Hong Kong: le proteste hanno gli anni contati

Entro il 2047 la transizione per la restituzione alla Cina dovrà essere ultimata. In vista di quella scadenza, le proteste per la libertà continuano. Così come gli arresti arbitrari e la repressione da parte delle autorità. Ecco cosa sta succedendo nella città stato asiatica

Gli arresti di massa ad Hong Kong stanno mandando in tilt il sistema carcerario della regione amministrativa speciale cinese e congestionano il lavoro della magistratura. Ammontano a 5.890 i manifestanti finiti in carcere dal giugno scorso ad oggi. Di questi, 4.368 sono uomini, 1.522 donne. Tra loro anche alcuni ragazzini di 11 e 13 anni e persone molto anziane (si parla di ultraottantenni ammanettati). A riferirlo è il sito Hong Kong Watch, l’ente londinese che monitora il flusso delle proteste antigovernative.

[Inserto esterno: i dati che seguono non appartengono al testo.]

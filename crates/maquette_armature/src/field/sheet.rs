//! The `DataSheet` field: a spreadsheet-like grid of rows keyed by
//! configured column headers.

use indexmap::IndexMap;
use serde::Deserialize;
use serde_json::Value;

use crate::error::FormError;
use crate::field::parse_config;
use crate::mapping::OptionMapping;
use crate::value::as_array;

/// One grid row: column key to cell value, in header order.
pub type SheetRow = IndexMap<String, Value>;

/// A column declaration.
#[derive(Debug, Clone, Deserialize)]
#[serde(rename_all = "camelCase", default)]
pub struct SheetHeader {
    pub key: String,
    pub label: Option<String>,
    /// Cell value for freshly created rows
    pub default_value: Option<Value>,
    /// Cell value overriding the source cell when a row is duplicated
    pub duplicated_value: Option<Value>,
    pub read_only: bool,
    pub show: bool,
}

impl Default for SheetHeader {
    fn default() -> Self {
        Self {
            key: String::new(),
            label: None,
            default_value: None,
            duplicated_value: None,
            read_only: false,
            show: true,
        }
    }
}

/// An in-bounds cell edit, addressed by row index and column key.
#[derive(Debug, Clone)]
pub struct CellEdit {
    pub row: usize,
    pub key: String,
    pub value: Value,
}

/// An edit outside the current grid (e.g. from pasting), addressed by row
/// index and *visible* column index.
#[derive(Debug, Clone)]
pub struct GridEdit {
    pub row: usize,
    pub col: usize,
    pub value: Value,
}

#[derive(Debug, Clone, Deserialize)]
#[serde(rename_all = "camelCase", default)]
struct SheetConfig {
    value: Option<Value>,
    default_value: Option<Value>,
    headers: Vec<SheetHeader>,
    min: usize,
    max: Option<usize>,
    return_empty_rows: bool,
}

impl Default for SheetConfig {
    fn default() -> Self {
        Self {
            value: None,
            default_value: None,
            headers: Vec::new(),
            min: 0,
            max: None,
            return_empty_rows: false,
        }
    }
}

/// State of a `DataSheet` field.
#[derive(Debug, Clone)]
pub struct DataSheetState {
    pub headers: Vec<SheetHeader>,
    pub value: Vec<SheetRow>,
    pub min: usize,
    pub max: Option<usize>,
    pub return_empty_rows: bool,
    pub default_value: Option<Value>,
    pub(crate) mapping: OptionMapping,
}

impl DataSheetState {
    pub(crate) fn build(config: &Value, path: &str) -> Result<(Self, Option<Value>), FormError> {
        let parsed: SheetConfig = parse_config(config, path)?;
        let initial = parsed
            .value
            .or(parsed.default_value.clone())
            .or(Some(Value::Array(Vec::new())));
        let state = Self {
            headers: parsed.headers,
            value: Vec::new(),
            min: parsed.min,
            max: parsed.max,
            return_empty_rows: parsed.return_empty_rows,
            default_value: parsed.default_value,
            mapping: OptionMapping::from_config(config, path)?,
        };
        Ok((state, initial))
    }

    fn at_capacity(&self) -> bool {
        self.max.is_some_and(|max| self.value.len() >= max)
    }

    /// A pristine row: every header key at its `defaultValue` (or `""`).
    pub fn empty_row(&self) -> SheetRow {
        self.headers
            .iter()
            .map(|header| {
                (
                    header.key.clone(),
                    header
                        .default_value
                        .clone()
                        .unwrap_or_else(|| Value::String(String::new())),
                )
            })
            .collect()
    }

    /// Re-resolve the rows from a provided array. Keys outside the header
    /// set are dropped, unset columns are filled from header defaults,
    /// rows past `max` are dropped and the grid is padded to `min`.
    pub(crate) fn inject(&mut self, provided: &Value) {
        self.value.clear();
        for item in as_array(provided) {
            if self.at_capacity() {
                break;
            }
            let Some(object) = item.as_object() else {
                continue;
            };
            let row = self
                .headers
                .iter()
                .map(|header| {
                    let cell = object.get(&header.key).cloned().unwrap_or_else(|| {
                        header
                            .default_value
                            .clone()
                            .unwrap_or_else(|| Value::String(String::new()))
                    });
                    (header.key.clone(), cell)
                })
                .collect();
            self.value.push(row);
        }
        while self.value.len() < self.min {
            let row = self.empty_row();
            self.value.push(row);
        }
    }

    pub(crate) fn set(&mut self, value: &Value) {
        self.inject(value);
    }

    /// Apply a batch of edits. In-bounds edits address cells by key;
    /// out-of-scope edits address *visible* columns by index and may grow
    /// the grid by one row each (respecting `max`). Read-only columns
    /// swallow out-of-scope edits.
    pub(crate) fn apply_changes(&mut self, changes: &[CellEdit], out_of_scope: &[GridEdit]) {
        for change in changes {
            if let Some(row) = self.value.get_mut(change.row) {
                row.insert(change.key.clone(), change.value.clone());
            }
        }
        for change in out_of_scope {
            if change.row + 1 > self.value.len() && !self.at_capacity() {
                let row = self.empty_row();
                self.value.push(row);
            }
            let header = self
                .headers
                .iter()
                .filter(|h| h.show)
                .nth(change.col)
                .filter(|h| !h.read_only && !h.key.is_empty());
            if let Some(header) = header {
                if let Some(row) = self.value.get_mut(change.row) {
                    row.insert(header.key.clone(), change.value.clone());
                }
            }
        }
    }

    /// Insert a pristine row (at `index`, or appended). Refuses past `max`.
    pub(crate) fn add_row(&mut self, index: Option<usize>) -> bool {
        if self.at_capacity() {
            return false;
        }
        let row = self.empty_row();
        match index {
            Some(i) if i < self.value.len() => self.value.insert(i, row),
            _ => self.value.push(row),
        }
        true
    }

    /// Remove the row at `index`. Refuses below `min`.
    pub(crate) fn remove_row(&mut self, index: usize) -> bool {
        if self.value.len() <= self.min || index >= self.value.len() {
            return false;
        }
        self.value.remove(index);
        true
    }

    pub(crate) fn move_row(&mut self, index: usize, new_index: usize) -> bool {
        if index >= self.value.len() || new_index >= self.value.len() || index == new_index {
            return false;
        }
        let row = self.value.remove(index);
        self.value.insert(new_index, row);
        true
    }

    /// Copy the row at `index` right below it, with `duplicatedValue`
    /// header overrides applied. Refuses past `max`.
    pub(crate) fn duplicate_row(&mut self, index: usize) -> bool {
        if self.at_capacity() || index >= self.value.len() {
            return false;
        }
        let mut row = self.value[index].clone();
        for header in &self.headers {
            if let Some(value) = &header.duplicated_value {
                row.insert(header.key.clone(), value.clone());
            }
        }
        self.value.insert(index + 1, row);
        true
    }

    /// Raw output: rows as JSON objects, rows identical to a pristine row
    /// filtered out unless `returnEmptyRows`.
    pub(crate) fn raw_value(&self) -> Value {
        let empty = self.empty_row();
        Value::Array(
            self.value
                .iter()
                .filter(|row| self.return_empty_rows || **row != empty)
                .map(|row| {
                    Value::Object(row.iter().map(|(k, v)| (k.clone(), v.clone())).collect())
                })
                .collect(),
        )
    }

    pub(crate) fn default_value_json(&self) -> Value {
        self.default_value
            .clone()
            .unwrap_or_else(|| Value::Array(Vec::new()))
    }
}

#[cfg(test)]
mod tests {
    use super::*;
    use serde_json::json;

    fn sheet(extra: Value) -> DataSheetState {
        let mut config = json!({
            "headers": [
                {"key": "name", "label": "Name"},
                {"key": "qty", "label": "Quantity", "defaultValue": 0},
                {"key": "id", "show": false},
                {"key": "lock", "readOnly": true},
            ]
        });
        if let (Some(target), Some(source)) = (config.as_object_mut(), extra.as_object()) {
            for (k, v) in source {
                target.insert(k.clone(), v.clone());
            }
        }
        DataSheetState::build(&config, "/sheet").unwrap().0
    }

    #[test]
    fn test_inject_fills_defaults_and_drops_unknown_keys() {
        let mut state = sheet(json!({}));
        state.inject(&json!([{"name": "bolt", "weight": 3}]));
        assert_eq!(state.value[0]["name"], json!("bolt"));
        assert_eq!(state.value[0]["qty"], json!(0));
        assert!(!state.value[0].contains_key("weight"));
    }

    #[test]
    fn test_empty_rows_filtered_from_output() {
        let mut state = sheet(json!({"min": 2}));
        state.inject(&json!([{"name": "bolt"}]));
        assert_eq!(state.value.len(), 2);
        // the padding row equals a pristine row and is dropped on read
        assert_eq!(state.raw_value().as_array().unwrap().len(), 1);

        let mut keep = sheet(json!({"min": 2, "returnEmptyRows": true}));
        keep.inject(&json!([{"name": "bolt"}]));
        assert_eq!(keep.raw_value().as_array().unwrap().len(), 2);
    }

    #[test]
    fn test_apply_changes_grows_and_respects_visibility() {
        let mut state = sheet(json!({}));
        state.inject(&json!([{"name": "bolt"}]));
        state.apply_changes(
            &[CellEdit { row: 0, key: "qty".into(), value: json!(5) }],
            &[
                // visible col 2 is "lock" (readOnly): swallowed
                GridEdit { row: 1, col: 2, value: json!("x") },
                // visible col 0 is "name"
                GridEdit { row: 1, col: 0, value: json!("nut") },
            ],
        );
        assert_eq!(state.value[0]["qty"], json!(5));
        assert_eq!(state.value.len(), 2);
        assert_eq!(state.value[1]["name"], json!("nut"));
        assert_eq!(state.value[1]["lock"], json!(""));
    }

    #[test]
    fn test_row_cardinality() {
        let mut state = sheet(json!({"min": 1, "max": 2}));
        state.inject(&json!([{"name": "a"}, {"name": "b"}, {"name": "c"}]));
        assert_eq!(state.value.len(), 2);
        assert!(!state.add_row(None));
        assert!(state.remove_row(0));
        assert!(!state.remove_row(0));
    }

    #[test]
    fn test_duplicate_row_override() {
        let mut state = sheet(json!({
            "headers": [
                {"key": "name"},
                {"key": "id", "duplicatedValue": ""},
            ]
        }));
        state.inject(&json!([{"name": "bolt", "id": "b-1"}]));
        assert!(state.duplicate_row(0));
        assert_eq!(state.value[1]["name"], json!("bolt"));
        assert_eq!(state.value[1]["id"], json!(""));
    }
}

Da quando, sei mesi fa, la rivolta di piazza è esplosa, le richieste degli attivisti si sono fatte sempre più puntuali. E si è registrato un crescendo di violenza da parte della polizia. Sono finiti dietro le sbarre anche semplici cittadini accusati di «turbare l’ordine pubblico» o di partecipare alle sommosse, vietate dalla legge del 1997, anno in cui il “Porto Profumato” tornò alla Cina con la formula «un paese, due sistemi».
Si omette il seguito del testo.